(Data provided)

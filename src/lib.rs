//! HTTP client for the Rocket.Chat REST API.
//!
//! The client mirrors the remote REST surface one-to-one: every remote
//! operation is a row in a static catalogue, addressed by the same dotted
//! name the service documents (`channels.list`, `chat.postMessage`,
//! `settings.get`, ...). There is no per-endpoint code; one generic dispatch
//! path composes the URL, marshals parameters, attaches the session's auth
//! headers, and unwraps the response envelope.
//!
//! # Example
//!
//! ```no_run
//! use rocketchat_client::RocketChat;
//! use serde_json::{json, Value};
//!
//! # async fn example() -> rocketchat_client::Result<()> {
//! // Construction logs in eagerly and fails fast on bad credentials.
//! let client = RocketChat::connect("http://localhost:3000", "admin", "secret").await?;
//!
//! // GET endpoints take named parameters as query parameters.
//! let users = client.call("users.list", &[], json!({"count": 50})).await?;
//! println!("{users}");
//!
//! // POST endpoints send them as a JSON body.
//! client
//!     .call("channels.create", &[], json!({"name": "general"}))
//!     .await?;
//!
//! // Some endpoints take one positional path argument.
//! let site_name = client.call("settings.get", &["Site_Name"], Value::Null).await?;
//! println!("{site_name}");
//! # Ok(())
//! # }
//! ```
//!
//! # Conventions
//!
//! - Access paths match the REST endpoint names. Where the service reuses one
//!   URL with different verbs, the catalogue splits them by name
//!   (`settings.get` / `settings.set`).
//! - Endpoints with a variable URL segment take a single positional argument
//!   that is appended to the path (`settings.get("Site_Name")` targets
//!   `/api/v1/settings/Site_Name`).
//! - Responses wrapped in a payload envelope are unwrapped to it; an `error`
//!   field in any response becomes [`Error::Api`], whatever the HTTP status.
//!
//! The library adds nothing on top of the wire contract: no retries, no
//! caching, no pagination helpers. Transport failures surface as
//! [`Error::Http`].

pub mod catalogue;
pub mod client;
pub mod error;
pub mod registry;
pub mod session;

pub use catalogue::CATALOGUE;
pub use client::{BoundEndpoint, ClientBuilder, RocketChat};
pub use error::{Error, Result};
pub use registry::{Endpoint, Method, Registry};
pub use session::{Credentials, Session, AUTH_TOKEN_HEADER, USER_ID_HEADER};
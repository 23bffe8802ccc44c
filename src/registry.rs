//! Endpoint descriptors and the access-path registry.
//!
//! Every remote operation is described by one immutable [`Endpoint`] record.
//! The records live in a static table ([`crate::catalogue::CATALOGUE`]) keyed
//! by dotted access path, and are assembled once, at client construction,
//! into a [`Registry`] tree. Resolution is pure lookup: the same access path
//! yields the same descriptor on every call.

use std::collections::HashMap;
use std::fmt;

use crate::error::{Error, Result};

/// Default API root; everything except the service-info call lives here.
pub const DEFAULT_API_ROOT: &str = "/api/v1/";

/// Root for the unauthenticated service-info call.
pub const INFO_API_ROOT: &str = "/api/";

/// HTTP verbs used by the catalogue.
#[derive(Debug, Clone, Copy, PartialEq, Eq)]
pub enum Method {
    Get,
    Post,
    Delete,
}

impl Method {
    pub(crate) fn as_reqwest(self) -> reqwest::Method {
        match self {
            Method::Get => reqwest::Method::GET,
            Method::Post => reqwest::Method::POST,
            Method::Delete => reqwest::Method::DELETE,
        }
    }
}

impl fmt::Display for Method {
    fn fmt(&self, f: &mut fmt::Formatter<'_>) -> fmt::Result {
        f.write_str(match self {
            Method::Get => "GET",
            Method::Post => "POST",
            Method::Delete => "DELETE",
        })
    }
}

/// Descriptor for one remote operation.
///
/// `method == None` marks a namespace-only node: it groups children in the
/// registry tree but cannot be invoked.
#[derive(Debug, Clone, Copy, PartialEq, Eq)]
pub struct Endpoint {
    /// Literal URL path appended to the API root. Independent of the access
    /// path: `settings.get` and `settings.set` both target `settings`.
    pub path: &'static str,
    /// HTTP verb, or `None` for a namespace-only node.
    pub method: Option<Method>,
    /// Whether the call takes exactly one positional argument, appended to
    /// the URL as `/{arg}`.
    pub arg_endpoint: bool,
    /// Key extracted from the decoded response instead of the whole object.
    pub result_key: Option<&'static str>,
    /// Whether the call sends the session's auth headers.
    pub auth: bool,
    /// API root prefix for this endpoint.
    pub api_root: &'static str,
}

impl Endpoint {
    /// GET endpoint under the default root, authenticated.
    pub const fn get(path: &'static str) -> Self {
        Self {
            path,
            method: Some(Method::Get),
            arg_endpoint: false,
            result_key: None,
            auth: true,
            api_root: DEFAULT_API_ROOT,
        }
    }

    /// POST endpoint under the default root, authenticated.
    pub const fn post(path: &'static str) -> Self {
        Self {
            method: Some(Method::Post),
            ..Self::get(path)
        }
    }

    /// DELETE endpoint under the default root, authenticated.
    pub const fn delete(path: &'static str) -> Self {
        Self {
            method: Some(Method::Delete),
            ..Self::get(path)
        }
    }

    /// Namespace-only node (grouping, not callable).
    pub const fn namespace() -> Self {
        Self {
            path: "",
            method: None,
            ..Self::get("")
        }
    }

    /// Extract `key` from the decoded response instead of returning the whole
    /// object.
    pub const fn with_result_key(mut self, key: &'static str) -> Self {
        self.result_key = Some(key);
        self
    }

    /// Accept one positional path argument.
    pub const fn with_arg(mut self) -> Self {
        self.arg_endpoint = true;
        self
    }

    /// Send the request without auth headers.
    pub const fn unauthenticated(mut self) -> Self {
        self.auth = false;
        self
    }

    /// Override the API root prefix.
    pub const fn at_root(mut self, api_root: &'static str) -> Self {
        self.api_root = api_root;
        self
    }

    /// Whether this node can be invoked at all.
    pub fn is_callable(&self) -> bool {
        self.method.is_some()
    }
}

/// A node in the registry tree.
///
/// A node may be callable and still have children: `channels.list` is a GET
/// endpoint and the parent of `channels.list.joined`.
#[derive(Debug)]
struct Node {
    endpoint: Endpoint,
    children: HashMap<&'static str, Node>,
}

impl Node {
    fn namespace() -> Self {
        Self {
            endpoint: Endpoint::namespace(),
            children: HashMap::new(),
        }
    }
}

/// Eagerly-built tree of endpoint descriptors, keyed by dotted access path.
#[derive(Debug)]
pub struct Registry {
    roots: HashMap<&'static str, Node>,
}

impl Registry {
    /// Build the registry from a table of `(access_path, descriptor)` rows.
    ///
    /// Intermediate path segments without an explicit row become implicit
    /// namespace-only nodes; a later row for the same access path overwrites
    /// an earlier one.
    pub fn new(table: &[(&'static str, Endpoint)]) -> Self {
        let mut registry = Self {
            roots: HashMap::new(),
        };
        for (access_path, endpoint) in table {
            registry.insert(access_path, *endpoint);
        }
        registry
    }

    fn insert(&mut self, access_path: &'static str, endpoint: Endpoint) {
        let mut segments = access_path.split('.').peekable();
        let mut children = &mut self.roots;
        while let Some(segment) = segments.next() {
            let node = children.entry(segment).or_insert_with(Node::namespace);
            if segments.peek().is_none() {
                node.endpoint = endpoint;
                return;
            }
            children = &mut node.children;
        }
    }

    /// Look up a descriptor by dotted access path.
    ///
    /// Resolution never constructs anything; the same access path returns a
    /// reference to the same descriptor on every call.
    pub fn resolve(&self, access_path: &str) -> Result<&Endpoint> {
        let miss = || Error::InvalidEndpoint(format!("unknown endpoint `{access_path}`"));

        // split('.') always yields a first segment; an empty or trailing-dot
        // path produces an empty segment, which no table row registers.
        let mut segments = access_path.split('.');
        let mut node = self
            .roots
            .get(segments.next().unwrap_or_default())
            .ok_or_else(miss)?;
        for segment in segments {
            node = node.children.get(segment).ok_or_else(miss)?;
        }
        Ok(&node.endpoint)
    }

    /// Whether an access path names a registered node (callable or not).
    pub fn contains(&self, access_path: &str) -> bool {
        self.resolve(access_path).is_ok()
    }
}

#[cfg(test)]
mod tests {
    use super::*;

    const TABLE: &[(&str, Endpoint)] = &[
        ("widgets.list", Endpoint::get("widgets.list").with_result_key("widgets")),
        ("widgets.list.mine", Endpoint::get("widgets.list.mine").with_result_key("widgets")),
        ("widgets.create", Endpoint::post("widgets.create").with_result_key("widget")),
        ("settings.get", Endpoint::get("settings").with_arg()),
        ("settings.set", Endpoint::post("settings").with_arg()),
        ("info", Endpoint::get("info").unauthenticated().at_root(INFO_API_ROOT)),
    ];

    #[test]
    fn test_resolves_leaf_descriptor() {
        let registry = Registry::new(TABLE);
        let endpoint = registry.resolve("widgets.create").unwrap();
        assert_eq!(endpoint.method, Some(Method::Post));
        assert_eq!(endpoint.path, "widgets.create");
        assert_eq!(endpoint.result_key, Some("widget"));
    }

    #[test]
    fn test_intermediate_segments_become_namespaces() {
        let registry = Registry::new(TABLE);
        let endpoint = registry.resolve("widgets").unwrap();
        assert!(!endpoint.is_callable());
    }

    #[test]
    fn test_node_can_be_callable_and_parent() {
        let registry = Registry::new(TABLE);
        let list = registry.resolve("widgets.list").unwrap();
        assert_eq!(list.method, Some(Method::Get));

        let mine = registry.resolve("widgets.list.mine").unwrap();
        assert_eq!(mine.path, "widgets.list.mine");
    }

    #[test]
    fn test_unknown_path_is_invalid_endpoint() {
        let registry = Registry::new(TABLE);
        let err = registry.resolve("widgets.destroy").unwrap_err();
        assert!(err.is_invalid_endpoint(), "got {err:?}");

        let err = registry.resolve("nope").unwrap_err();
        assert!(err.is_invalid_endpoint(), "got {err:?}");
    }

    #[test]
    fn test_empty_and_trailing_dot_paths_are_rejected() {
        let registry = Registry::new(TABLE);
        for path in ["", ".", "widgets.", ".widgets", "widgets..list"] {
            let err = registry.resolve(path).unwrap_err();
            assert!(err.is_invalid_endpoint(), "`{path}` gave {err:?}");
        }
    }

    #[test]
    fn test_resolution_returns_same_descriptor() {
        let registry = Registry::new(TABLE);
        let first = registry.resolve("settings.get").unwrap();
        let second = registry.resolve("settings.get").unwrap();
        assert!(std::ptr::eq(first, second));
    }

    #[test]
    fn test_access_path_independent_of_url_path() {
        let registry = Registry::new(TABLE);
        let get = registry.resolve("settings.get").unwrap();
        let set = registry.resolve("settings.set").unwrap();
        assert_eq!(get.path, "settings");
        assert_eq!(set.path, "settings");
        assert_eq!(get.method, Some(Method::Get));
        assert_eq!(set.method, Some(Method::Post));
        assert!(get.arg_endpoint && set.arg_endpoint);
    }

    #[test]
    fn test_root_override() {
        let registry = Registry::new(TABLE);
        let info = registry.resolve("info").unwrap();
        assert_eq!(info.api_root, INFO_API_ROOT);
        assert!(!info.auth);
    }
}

(End Data provided)

→ **Aim of the task**
Your response should be each line that includes the word "headers", copied from the records.

→ **Answer box**
//! headers, and unwraps the response envelope.
    /// Whether the call sends the session's auth headers.
    /// Send the request without auth headers.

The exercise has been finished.